** Exercise instructions **
From the top of the records below, return each line exactly, ending with the line that contains "self.calls.fetch_add(1, Ordering::SeqCst);".

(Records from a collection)
Content starts
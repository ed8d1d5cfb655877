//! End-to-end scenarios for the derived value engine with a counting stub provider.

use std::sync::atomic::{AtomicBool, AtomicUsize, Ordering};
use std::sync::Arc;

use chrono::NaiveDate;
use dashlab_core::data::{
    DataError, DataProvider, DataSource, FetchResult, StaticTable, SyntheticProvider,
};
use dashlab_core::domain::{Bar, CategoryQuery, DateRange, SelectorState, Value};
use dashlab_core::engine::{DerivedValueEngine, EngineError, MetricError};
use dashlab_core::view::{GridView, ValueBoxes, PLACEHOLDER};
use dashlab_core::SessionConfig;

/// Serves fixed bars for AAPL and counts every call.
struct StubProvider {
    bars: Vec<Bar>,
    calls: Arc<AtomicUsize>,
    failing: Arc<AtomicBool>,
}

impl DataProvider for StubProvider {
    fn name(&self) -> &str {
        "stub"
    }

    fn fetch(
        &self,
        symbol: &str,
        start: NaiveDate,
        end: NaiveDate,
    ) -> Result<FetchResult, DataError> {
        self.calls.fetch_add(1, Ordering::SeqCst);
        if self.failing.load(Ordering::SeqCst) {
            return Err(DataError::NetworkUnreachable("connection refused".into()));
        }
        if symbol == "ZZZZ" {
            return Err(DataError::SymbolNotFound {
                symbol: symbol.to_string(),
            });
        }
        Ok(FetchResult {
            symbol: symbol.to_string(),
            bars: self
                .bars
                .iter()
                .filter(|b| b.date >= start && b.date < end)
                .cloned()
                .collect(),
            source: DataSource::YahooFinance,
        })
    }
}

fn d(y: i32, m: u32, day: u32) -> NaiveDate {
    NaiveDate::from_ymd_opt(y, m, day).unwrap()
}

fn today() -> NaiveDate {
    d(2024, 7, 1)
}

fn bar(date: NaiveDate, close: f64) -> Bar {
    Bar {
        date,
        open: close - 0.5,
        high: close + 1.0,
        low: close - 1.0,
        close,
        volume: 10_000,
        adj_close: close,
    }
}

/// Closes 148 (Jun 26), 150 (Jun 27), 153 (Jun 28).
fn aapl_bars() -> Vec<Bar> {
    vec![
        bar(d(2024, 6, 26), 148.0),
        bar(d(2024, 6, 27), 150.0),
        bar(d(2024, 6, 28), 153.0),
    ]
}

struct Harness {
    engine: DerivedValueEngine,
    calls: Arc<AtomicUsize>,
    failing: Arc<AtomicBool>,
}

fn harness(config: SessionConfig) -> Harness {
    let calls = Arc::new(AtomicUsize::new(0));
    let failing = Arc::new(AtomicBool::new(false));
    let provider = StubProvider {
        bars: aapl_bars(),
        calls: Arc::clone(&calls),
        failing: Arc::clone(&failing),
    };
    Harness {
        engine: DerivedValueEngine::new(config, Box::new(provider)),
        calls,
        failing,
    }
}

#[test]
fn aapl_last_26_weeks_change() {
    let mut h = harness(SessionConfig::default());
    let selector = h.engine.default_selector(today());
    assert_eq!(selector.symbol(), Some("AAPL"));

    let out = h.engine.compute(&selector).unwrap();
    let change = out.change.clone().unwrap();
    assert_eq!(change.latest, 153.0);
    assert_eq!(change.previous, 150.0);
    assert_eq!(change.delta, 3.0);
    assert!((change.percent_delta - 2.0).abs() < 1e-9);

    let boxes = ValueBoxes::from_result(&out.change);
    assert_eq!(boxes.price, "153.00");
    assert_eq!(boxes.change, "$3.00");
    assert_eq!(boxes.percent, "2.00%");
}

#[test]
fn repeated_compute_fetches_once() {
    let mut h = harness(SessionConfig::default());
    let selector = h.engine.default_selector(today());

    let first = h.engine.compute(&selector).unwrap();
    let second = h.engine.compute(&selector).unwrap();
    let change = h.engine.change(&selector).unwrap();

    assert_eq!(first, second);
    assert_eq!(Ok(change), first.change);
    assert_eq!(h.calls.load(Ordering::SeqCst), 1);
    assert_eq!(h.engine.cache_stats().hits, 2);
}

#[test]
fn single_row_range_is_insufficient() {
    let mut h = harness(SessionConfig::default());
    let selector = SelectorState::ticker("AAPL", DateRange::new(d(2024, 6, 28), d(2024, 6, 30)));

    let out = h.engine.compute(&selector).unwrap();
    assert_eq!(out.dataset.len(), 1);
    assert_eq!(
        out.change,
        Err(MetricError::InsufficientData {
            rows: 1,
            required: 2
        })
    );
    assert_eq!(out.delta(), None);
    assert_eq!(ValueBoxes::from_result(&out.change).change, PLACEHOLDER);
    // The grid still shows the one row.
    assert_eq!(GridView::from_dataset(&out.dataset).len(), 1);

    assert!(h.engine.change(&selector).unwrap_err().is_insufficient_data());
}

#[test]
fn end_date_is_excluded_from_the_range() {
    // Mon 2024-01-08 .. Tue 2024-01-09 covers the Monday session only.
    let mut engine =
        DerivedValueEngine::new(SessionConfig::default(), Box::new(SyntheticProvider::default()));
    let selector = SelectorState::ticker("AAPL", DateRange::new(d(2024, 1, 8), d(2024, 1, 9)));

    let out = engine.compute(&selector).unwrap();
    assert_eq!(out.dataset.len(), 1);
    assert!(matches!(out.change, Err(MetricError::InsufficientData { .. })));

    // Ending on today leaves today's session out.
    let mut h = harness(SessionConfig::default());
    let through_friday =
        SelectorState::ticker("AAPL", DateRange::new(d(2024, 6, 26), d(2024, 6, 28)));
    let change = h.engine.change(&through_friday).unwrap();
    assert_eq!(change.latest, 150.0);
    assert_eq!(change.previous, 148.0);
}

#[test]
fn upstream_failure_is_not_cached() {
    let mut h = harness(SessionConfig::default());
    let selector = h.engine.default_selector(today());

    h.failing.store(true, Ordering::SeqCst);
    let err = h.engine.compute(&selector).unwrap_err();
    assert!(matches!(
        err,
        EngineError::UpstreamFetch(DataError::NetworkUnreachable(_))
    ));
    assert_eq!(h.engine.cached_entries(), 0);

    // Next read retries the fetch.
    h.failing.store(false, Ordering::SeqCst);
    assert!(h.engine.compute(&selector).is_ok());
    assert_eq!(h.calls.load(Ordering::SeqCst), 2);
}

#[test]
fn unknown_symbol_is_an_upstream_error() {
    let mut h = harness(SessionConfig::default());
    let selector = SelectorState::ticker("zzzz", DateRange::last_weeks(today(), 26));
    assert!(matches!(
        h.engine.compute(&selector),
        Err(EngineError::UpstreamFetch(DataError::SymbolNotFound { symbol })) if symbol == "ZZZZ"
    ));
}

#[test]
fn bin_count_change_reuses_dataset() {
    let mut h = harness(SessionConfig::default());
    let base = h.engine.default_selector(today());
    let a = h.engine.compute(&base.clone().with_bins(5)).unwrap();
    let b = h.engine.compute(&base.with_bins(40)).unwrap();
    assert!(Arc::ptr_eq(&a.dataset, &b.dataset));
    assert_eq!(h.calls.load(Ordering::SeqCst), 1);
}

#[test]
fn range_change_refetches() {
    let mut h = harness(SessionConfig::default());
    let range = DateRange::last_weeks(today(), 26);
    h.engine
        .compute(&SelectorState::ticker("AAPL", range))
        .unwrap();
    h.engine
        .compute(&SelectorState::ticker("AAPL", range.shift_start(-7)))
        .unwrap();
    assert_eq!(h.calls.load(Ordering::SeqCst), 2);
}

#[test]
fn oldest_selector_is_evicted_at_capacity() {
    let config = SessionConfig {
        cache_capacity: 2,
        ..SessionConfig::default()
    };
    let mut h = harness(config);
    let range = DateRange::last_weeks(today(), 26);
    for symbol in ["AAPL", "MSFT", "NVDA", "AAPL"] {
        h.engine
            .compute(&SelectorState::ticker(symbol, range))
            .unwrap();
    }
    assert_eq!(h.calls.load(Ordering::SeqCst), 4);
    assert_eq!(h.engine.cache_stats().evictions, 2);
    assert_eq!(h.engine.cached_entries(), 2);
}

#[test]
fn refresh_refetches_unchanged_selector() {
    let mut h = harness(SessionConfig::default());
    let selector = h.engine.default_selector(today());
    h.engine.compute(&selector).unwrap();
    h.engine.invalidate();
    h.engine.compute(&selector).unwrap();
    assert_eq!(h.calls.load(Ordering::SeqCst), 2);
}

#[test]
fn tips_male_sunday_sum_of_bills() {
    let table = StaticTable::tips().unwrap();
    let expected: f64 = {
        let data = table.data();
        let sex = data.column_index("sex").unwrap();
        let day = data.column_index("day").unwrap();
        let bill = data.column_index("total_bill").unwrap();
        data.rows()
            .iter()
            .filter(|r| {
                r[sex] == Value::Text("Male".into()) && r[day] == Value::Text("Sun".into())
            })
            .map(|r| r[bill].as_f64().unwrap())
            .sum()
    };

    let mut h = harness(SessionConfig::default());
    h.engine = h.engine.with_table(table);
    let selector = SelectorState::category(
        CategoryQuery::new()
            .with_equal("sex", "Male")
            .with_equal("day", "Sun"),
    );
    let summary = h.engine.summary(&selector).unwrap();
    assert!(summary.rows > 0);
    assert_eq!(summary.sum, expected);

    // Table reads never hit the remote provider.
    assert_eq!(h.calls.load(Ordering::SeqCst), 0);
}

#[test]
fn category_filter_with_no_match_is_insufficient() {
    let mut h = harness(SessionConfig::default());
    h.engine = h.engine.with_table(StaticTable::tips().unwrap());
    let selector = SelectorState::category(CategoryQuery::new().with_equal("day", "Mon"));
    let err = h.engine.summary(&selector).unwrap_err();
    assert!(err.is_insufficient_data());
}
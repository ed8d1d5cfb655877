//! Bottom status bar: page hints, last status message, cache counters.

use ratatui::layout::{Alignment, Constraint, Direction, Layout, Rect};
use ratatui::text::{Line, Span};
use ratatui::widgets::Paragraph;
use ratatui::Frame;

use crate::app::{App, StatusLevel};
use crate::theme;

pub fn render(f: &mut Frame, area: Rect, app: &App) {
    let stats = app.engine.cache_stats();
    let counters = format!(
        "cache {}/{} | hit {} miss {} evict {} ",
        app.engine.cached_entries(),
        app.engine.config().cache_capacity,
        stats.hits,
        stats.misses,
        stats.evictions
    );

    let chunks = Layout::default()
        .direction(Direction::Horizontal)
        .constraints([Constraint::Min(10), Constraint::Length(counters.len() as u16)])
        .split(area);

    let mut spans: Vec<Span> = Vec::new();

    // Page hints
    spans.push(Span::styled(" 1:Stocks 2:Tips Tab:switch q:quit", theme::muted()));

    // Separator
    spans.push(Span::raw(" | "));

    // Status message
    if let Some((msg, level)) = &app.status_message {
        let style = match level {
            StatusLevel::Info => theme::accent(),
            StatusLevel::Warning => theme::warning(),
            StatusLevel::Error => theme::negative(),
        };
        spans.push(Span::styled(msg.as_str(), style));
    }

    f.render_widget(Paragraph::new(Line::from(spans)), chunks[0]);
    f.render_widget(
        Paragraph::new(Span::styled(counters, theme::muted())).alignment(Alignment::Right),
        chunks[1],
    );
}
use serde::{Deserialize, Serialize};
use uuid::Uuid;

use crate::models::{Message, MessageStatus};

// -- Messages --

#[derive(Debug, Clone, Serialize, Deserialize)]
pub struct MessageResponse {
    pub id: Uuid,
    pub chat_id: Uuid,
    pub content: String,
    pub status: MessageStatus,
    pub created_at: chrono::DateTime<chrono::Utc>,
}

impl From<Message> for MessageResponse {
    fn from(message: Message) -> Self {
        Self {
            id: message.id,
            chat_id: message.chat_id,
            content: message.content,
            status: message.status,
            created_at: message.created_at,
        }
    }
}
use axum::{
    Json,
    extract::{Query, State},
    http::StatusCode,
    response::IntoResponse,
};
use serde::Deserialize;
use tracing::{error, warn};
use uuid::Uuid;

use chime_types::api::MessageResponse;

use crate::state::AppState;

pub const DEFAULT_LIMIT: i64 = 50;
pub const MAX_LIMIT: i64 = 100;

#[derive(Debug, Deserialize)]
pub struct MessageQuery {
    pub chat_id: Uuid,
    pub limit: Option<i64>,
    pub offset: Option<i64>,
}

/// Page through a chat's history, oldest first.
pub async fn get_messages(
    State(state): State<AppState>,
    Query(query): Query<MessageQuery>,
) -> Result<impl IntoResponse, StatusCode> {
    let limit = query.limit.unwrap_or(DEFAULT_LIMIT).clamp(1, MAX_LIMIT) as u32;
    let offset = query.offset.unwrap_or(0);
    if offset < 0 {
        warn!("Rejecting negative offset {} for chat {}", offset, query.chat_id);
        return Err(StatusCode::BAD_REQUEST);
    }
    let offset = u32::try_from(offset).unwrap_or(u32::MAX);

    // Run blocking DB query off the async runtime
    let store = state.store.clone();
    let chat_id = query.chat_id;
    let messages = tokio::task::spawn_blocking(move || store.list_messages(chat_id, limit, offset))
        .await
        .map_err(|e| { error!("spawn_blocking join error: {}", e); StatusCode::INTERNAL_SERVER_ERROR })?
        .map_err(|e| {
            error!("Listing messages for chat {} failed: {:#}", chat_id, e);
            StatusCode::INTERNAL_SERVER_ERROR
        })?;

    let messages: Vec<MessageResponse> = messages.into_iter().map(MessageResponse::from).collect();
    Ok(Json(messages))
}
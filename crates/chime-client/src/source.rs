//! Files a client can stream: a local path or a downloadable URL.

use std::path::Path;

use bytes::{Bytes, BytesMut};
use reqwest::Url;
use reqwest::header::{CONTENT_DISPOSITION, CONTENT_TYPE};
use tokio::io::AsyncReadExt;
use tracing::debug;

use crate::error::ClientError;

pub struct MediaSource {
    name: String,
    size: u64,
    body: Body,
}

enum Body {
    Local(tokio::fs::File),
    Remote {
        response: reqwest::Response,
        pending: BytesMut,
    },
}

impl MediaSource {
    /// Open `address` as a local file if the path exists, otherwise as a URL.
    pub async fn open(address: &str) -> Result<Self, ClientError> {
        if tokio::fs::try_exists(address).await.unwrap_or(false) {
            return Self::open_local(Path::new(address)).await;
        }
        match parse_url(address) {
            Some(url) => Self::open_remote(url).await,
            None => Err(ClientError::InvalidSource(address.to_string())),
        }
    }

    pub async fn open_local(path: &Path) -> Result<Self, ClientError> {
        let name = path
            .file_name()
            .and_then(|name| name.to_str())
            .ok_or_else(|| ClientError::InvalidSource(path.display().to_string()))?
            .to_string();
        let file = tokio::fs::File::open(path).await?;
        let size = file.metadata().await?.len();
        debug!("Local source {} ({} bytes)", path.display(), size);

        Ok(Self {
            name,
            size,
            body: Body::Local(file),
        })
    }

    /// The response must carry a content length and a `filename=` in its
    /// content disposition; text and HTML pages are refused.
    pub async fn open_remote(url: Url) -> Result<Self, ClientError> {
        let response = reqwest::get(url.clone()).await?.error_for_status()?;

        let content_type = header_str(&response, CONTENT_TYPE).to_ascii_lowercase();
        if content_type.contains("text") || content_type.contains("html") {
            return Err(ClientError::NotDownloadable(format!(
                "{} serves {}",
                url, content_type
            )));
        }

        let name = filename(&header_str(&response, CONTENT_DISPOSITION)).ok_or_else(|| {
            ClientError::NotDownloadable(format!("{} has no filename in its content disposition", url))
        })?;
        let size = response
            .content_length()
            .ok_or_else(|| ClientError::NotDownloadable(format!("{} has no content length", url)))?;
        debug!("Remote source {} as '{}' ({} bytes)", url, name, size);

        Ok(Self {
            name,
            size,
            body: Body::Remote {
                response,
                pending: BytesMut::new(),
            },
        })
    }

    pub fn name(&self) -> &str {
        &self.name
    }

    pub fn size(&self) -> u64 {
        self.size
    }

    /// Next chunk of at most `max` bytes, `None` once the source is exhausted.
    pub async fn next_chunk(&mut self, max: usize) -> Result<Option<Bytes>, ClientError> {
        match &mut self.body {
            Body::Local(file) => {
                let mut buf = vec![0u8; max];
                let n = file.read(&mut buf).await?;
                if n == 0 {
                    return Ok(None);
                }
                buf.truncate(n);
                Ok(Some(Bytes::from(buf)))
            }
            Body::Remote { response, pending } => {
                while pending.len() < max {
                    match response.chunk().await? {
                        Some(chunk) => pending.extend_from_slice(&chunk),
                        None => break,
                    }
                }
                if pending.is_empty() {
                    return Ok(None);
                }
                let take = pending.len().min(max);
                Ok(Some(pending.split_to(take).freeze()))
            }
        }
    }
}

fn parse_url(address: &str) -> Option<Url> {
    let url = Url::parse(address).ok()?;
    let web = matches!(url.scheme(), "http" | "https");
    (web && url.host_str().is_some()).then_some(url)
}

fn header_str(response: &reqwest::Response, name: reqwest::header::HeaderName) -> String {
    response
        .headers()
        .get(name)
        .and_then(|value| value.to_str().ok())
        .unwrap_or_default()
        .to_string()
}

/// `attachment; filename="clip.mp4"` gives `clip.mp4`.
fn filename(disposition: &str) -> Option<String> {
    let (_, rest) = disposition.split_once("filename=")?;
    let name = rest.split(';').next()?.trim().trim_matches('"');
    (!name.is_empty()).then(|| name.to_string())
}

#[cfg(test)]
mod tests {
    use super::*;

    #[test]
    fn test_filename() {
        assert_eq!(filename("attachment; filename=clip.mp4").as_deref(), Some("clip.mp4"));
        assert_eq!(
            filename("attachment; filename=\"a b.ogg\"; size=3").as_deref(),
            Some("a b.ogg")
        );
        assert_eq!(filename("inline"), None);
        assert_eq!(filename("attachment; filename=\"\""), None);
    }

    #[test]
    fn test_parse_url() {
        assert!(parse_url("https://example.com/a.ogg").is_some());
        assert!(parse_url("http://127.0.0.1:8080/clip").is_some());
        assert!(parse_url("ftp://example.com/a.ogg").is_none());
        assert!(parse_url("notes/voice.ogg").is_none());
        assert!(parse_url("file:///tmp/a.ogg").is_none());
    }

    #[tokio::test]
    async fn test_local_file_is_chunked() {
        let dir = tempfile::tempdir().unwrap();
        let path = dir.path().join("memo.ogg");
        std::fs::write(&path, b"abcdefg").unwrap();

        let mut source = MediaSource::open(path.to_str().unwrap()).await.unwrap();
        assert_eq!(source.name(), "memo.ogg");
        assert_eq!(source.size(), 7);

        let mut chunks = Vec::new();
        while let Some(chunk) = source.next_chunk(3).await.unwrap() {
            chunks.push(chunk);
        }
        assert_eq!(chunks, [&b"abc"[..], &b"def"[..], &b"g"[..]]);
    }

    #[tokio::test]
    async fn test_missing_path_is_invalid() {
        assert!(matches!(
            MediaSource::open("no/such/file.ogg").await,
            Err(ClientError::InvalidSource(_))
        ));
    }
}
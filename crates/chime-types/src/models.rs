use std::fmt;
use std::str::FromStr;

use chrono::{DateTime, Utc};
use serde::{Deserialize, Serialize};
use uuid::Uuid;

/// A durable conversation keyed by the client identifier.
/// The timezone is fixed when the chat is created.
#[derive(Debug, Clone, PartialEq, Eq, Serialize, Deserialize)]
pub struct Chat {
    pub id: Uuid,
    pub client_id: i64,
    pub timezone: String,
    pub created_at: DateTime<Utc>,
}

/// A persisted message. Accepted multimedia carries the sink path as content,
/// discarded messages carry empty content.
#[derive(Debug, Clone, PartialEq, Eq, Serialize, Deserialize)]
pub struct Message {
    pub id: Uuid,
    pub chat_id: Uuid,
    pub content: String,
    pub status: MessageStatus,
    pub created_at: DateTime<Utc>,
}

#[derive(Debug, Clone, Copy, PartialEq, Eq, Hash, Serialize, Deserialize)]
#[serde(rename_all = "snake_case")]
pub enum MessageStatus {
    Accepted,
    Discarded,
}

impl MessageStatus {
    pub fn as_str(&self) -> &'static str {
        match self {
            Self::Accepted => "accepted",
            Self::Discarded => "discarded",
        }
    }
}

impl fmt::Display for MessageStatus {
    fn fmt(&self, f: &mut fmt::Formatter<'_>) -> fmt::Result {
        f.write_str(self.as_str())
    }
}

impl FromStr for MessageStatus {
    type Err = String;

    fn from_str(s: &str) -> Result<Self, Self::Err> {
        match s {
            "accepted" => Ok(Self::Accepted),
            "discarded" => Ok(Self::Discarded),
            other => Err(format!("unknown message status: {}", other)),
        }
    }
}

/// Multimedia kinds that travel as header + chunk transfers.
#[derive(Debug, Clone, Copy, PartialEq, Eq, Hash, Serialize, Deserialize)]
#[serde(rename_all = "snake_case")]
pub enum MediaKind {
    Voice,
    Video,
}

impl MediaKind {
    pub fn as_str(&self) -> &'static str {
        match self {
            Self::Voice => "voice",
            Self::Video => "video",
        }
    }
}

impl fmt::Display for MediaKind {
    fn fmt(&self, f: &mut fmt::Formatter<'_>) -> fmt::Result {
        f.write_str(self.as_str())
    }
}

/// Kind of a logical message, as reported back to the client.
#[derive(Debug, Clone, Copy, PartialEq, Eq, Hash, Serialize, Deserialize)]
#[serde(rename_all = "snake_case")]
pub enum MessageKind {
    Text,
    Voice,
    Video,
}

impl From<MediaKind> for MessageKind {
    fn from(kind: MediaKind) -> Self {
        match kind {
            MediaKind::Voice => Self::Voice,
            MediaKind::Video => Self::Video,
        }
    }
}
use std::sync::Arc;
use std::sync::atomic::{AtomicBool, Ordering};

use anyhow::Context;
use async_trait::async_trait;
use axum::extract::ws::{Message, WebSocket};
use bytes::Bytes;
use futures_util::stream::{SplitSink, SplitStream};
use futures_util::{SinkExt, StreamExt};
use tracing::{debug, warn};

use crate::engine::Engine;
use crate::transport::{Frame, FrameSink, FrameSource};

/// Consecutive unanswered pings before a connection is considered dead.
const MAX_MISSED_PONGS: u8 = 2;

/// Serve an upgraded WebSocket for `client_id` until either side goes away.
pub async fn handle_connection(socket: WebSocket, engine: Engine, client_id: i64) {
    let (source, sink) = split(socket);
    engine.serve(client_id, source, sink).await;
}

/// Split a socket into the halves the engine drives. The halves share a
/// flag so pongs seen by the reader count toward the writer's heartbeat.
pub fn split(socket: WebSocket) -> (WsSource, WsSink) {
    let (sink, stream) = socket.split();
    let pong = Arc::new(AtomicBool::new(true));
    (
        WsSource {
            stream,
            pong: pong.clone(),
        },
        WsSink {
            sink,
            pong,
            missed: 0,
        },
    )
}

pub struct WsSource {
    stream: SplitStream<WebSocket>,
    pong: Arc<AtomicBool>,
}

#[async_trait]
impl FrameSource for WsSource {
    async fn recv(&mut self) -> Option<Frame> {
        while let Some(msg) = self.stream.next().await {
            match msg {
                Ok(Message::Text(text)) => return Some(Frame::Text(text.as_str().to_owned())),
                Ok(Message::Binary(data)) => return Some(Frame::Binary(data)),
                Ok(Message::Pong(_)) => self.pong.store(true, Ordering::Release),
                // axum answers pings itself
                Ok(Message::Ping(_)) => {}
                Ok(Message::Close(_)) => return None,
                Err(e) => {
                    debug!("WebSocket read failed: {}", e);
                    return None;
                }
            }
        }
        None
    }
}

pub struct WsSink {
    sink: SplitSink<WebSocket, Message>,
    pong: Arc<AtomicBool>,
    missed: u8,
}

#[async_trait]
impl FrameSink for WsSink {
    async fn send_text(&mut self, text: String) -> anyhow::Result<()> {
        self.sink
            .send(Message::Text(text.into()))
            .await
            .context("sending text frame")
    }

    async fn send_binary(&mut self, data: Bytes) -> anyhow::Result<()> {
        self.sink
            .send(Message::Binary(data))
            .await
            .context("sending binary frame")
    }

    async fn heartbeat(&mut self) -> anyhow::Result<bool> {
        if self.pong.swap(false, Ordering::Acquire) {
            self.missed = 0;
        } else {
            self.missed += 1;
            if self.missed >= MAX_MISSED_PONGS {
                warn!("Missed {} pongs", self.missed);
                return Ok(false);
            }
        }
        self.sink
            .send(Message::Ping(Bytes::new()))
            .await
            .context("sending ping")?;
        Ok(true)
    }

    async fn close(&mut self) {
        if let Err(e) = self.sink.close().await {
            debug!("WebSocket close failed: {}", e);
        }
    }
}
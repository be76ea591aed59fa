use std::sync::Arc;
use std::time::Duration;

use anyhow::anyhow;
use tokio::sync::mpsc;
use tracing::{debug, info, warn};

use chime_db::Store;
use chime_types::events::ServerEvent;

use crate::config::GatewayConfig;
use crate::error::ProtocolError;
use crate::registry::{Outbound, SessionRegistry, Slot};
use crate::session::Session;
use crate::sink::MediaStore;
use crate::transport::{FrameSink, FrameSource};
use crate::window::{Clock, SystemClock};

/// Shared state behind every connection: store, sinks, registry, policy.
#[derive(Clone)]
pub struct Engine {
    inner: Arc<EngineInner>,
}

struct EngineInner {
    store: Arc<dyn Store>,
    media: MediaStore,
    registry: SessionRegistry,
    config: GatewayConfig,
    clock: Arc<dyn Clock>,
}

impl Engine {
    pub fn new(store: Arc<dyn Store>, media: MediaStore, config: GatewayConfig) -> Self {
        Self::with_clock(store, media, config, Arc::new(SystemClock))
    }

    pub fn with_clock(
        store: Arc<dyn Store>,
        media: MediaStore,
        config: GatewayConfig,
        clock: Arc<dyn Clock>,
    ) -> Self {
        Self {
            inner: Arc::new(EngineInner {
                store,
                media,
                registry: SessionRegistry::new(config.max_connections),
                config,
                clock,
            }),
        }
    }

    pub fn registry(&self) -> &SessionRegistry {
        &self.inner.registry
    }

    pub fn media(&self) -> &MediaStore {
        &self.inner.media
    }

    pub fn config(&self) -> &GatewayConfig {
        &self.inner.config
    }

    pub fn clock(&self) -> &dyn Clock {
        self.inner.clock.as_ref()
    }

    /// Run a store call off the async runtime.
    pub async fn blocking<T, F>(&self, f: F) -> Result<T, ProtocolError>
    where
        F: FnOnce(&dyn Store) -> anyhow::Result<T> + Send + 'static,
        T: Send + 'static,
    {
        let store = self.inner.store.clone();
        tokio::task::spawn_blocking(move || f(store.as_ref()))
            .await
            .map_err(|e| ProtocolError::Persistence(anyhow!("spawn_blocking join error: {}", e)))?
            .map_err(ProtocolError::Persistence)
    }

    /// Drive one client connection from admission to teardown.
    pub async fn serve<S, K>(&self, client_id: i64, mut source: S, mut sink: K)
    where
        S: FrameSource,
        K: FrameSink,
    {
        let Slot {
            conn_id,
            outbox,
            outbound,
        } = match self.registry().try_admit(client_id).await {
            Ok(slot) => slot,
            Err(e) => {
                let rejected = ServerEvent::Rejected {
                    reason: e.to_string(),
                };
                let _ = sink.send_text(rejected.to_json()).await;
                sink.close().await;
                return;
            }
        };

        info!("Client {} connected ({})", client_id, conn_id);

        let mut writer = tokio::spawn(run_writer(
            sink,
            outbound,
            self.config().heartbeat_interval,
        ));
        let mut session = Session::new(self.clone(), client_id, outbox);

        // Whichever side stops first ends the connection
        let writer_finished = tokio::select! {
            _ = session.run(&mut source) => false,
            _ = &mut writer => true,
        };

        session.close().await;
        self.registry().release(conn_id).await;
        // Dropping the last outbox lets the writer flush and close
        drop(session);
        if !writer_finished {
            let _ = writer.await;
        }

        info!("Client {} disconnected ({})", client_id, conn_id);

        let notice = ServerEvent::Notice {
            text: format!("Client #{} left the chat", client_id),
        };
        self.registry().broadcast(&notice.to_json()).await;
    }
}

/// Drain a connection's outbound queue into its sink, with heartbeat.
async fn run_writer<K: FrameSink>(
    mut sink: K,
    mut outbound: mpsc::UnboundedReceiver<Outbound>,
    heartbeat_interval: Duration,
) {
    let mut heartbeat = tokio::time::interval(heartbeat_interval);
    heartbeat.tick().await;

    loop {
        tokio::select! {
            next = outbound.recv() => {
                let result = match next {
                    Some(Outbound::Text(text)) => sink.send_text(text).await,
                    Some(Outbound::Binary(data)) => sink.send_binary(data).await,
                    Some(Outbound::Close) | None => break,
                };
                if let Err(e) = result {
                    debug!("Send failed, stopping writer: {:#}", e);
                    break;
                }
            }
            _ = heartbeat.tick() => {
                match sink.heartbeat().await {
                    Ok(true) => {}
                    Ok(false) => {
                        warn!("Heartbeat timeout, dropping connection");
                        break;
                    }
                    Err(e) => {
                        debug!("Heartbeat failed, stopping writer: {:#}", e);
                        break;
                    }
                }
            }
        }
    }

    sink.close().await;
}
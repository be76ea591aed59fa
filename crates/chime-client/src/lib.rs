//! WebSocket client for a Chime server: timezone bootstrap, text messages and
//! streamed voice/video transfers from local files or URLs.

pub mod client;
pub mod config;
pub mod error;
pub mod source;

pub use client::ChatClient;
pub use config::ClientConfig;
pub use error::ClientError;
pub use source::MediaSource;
Content ends
** Task output **
repository ed8d1d5cfb655877
//! End-to-end scenarios for the derived value engine with a counting stub provider.

use std::sync::atomic::{AtomicBool, AtomicUsize, Ordering};
use std::sync::Arc;

use chrono::NaiveDate;
use dashlab_core::data::{
    DataError, DataProvider, DataSource, FetchResult, StaticTable, SyntheticProvider,
};
use dashlab_core::domain::{Bar, CategoryQuery, DateRange, SelectorState, Value};
use dashlab_core::engine::{DerivedValueEngine, EngineError, MetricError};
use dashlab_core::view::{GridView, ValueBoxes, PLACEHOLDER};
use dashlab_core::SessionConfig;

/// Serves fixed bars for AAPL and counts every call.
struct StubProvider {
    bars: Vec<Bar>,
    calls: Arc<AtomicUsize>,
    failing: Arc<AtomicBool>,
}

impl DataProvider for StubProvider {
    fn name(&self) -> &str {
        "stub"
    }

    fn fetch(
        &self,
        symbol: &str,
        start: NaiveDate,
        end: NaiveDate,
    ) -> Result<FetchResult, DataError> {
        self.calls.fetch_add(1, Ordering::SeqCst);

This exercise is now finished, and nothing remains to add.